La lignée cellulaire HEK293FT-Dicer Knock-Out (KO) a été conçue par CRISPR/Cas9 dans la lignée cellulaire parentale 293FT. L'ARN guide (ARNg) avait la séquence suivante : AAGAGCUGUCCUAUCAGAUC. L'ARNg a été modifié avec une modification phosphorothioate pour empêcher la dégradation de la nucléase et a été obtenu auprès de Merck-Millipore. 80 pmol d'ARNg ont été complexés avec 4 ug de protéine TrueCut Cas9 (ThermoFisher) et transfectés dans les cellules à l'aide du nucleofector Amaxa. L'efficacité du KO a été déterminée à l'aide du séquençage de Sanger.

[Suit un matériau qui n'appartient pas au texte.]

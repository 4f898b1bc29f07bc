//! Provides a client for the OpenWeatherMap geocoding, weather and air pollution APIs.
//!
//! Every request carries the static API key as the `appId` query parameter.
//! Responses are returned as raw `serde_json::Value` payloads; decoding into
//! typed records is left to the normalization pipeline.

use super::endpoint::{Endpoint, Host};
use crate::error::{AppError, Result};
use crate::models::{Coordinate, GeoLocation, Place};
use reqwest::Client;
use serde_json::Value;
use std::collections::HashMap;
use std::sync::{Arc, Mutex};
use tracing::{debug, error, info, warn};

pub const API_BASE_URL: &str = "http://api.openweathermap.org";
pub const PRO_BASE_URL: &str = "http://pro.openweathermap.org";
const GEOCODE_PATH: &str = "/geo/1.0/direct";

/// An asynchronous client for fetching data from OpenWeatherMap.
///
/// Identical requests (same URL and query) within one process are answered from
/// an in-memory map instead of being sent again.
pub struct OpenWeatherClient {
    client: Client,
    api_key: String,
    api_base_url: String,
    pro_base_url: String,
    memo: Mutex<HashMap<String, Value>>,
}

impl OpenWeatherClient {
    /// Creates a new `OpenWeatherClient` against the public OpenWeatherMap hosts.
    pub fn new(api_key: String) -> Self {
        Self::with_base_urls(api_key, API_BASE_URL, PRO_BASE_URL)
    }

    /// Creates a client with custom hosts (configuration overrides, mock servers).
    pub fn with_base_urls(api_key: String, api_base_url: &str, pro_base_url: &str) -> Self {
        Self {
            client: Client::new(),
            api_key,
            api_base_url: api_base_url.trim_end_matches('/').to_string(),
            pro_base_url: pro_base_url.trim_end_matches('/').to_string(),
            memo: Mutex::new(HashMap::new()),
        }
    }

    fn base_url(&self, host: Host) -> &str {
        match host {
            Host::Api => &self.api_base_url,
            Host::Pro => &self.pro_base_url,
        }
    }

    /// Issues one GET and decodes the body as JSON.
    ///
    /// # Errors
    ///
    /// - `AppError::Network` if the request cannot complete.
    /// - `AppError::Upstream` for a non-success status.
    /// - `AppError::JsonParse` if the body is not valid JSON.
    async fn get_json(&self, host: Host, path: &str, params: &[(&str, String)]) -> Result<Value> {
        let url = format!("{}{}", self.base_url(host), path);

        let mut query: Vec<(&str, String)> = Vec::with_capacity(params.len() + 1);
        query.push(("appId", self.api_key.clone()));
        query.extend(params.iter().cloned());

        let memo_key = memo_key(&url, &query);
        if let Some(hit) = self.memo.lock().ok().and_then(|m| m.get(&memo_key).cloned()) {
            debug!("Answering {} {:?} from session memo", path, params);
            return Ok(hit);
        }

        debug!("GET {} {:?}", url, params);
        let response = self
            .client
            .get(&url)
            .query(&query)
            .send()
            .await
            .map_err(|e| {
                error!("Error requesting {}: {}", path, e);
                AppError::Network(Arc::new(e))
            })?;

        // Check HTTP status code and handle API errors
        let response = match response.error_for_status() {
            Ok(resp) => resp,
            Err(e) => {
                let status = e.status().unwrap_or_default();
                error!("API request to {} failed with status {}", path, status);
                if status == reqwest::StatusCode::UNAUTHORIZED {
                    error!("Received 401 Unauthorized. Check OPENWEATHER_API_KEY and its subscription plan.");
                }
                return Err(AppError::Upstream {
                    status: status.as_u16(),
                    url: path.to_string(),
                });
            },
        };

        let body = response.bytes().await.map_err(|e| {
            error!("Error reading response body from {}: {}", path, e);
            AppError::Network(Arc::new(e))
        })?;

        let value: Value = serde_json::from_slice(&body).map_err(|e| {
            error!("Error parsing JSON from {}: {}", path, e);
            AppError::JsonParse(Arc::new(e))
        })?;

        if let Ok(mut memo) = self.memo.lock() {
            memo.insert(memo_key, value.clone());
        }
        Ok(value)
    }

    /// Looks a city name up via `/geo/1.0/direct` (at most one match).
    pub async fn geocode(&self, city: &str) -> Result<Vec<GeoLocation>> {
        let value = self
            .get_json(
                Host::Api,
                GEOCODE_PATH,
                &[("q", city.to_string()), ("limit", "1".to_string())],
            )
            .await?;

        serde_json::from_value::<Vec<GeoLocation>>(value).map_err(|e| {
            error!("Unexpected geocoding payload for {}: {}", city, e);
            AppError::MissingData(format!("geocoding result for '{}': {}", city, e))
        })
    }

    /// Resolves a city name to a place, or `None` if it cannot be resolved.
    ///
    /// Makes exactly one attempt. Empty results, network failures, malformed
    /// payloads and out-of-range coordinates are logged and reported as `None`;
    /// the caller decides whether to fall back to manual entry.
    pub async fn resolve(&self, city: &str) -> Option<Place> {
        let locations = match self.geocode(city).await {
            Ok(locations) => locations,
            Err(e) => {
                warn!("Geocoding failed for {}: {}", city, e);
                return None;
            },
        };

        let Some(first) = locations.into_iter().next() else {
            warn!("No geocoding match for {}", city);
            return None;
        };

        match Place::try_from(first) {
            Ok(place) => {
                info!("Resolved {} to {}", city, place);
                Some(place)
            },
            Err(e) => {
                warn!("Geocoding returned unusable coordinates for {}: {}", city, e);
                None
            },
        }
    }

    /// Fetches the raw payload of a data endpoint for `coord`.
    pub async fn fetch(&self, endpoint: Endpoint, coord: Coordinate) -> Result<Value> {
        info!("Fetching {} for {}", endpoint.path(), coord);
        self.get_json(endpoint.host(), endpoint.path(), &endpoint.params(coord))
            .await
    }
}

fn memo_key(url: &str, query: &[(&str, String)]) -> String {
    let mut pairs: Vec<String> = query.iter().map(|(k, v)| format!("{}={}", k, v)).collect();
    pairs.sort();
    format!("{}?{}", url, pairs.join("&"))
}

#[cfg(test)]
mod tests {
    use super::*;

    #[test]
    fn memo_key_ignores_parameter_order() {
        let a = memo_key(
            "http://x/data",
            &[("lat", "1".into()), ("lon", "2".into())],
        );
        let b = memo_key(
            "http://x/data",
            &[("lon", "2".into()), ("lat", "1".into())],
        );
        assert_eq!(a, b);
    }

    #[test]
    fn base_urls_are_trimmed() {
        let client = OpenWeatherClient::with_base_urls("k".into(), "http://a/", "http://b//");
        assert_eq!(client.base_url(Host::Api), "http://a");
        assert_eq!(client.base_url(Host::Pro), "http://b");
    }
}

Pour chaque ARNsi candidat, nous avons extrait sa séquence cible dans un contexte de 150 paires de bases. La séquence cible a été clonée dans pLMN-ZsGreen-Neomycin (Transomics) à l'extrémité 3'UTR d'une protéine rapporteur mCherry exprimée de manière constitutive. Les cellules HEK293FT ont été transfectées avec de la Lipofectamine 3000 (Life Technologies) selon les directives du fabricant, soit avec le capteur seul, soit avec le capteur plus l'ARNsi à la concentration appropriée. Un deuxième plasmide exprimant eGFP a été co-transfecté à un rapport molaire de 1:1, servant de contrôle interne pour l'efficacité de la transfection. Les cellules ont été collectées et analysées 48 h après la transfection à l'aide d'un cytomètre en flux MACSquant VYB (Milteyi Biotec). La puissance de chaque candidat a été évaluée comme le rapport médian de mCherry à l'amplitude de rayonnement eGFP. La figure supplémentaire 9 présente la stratégie de déclenchement utilisée dans ces expériences.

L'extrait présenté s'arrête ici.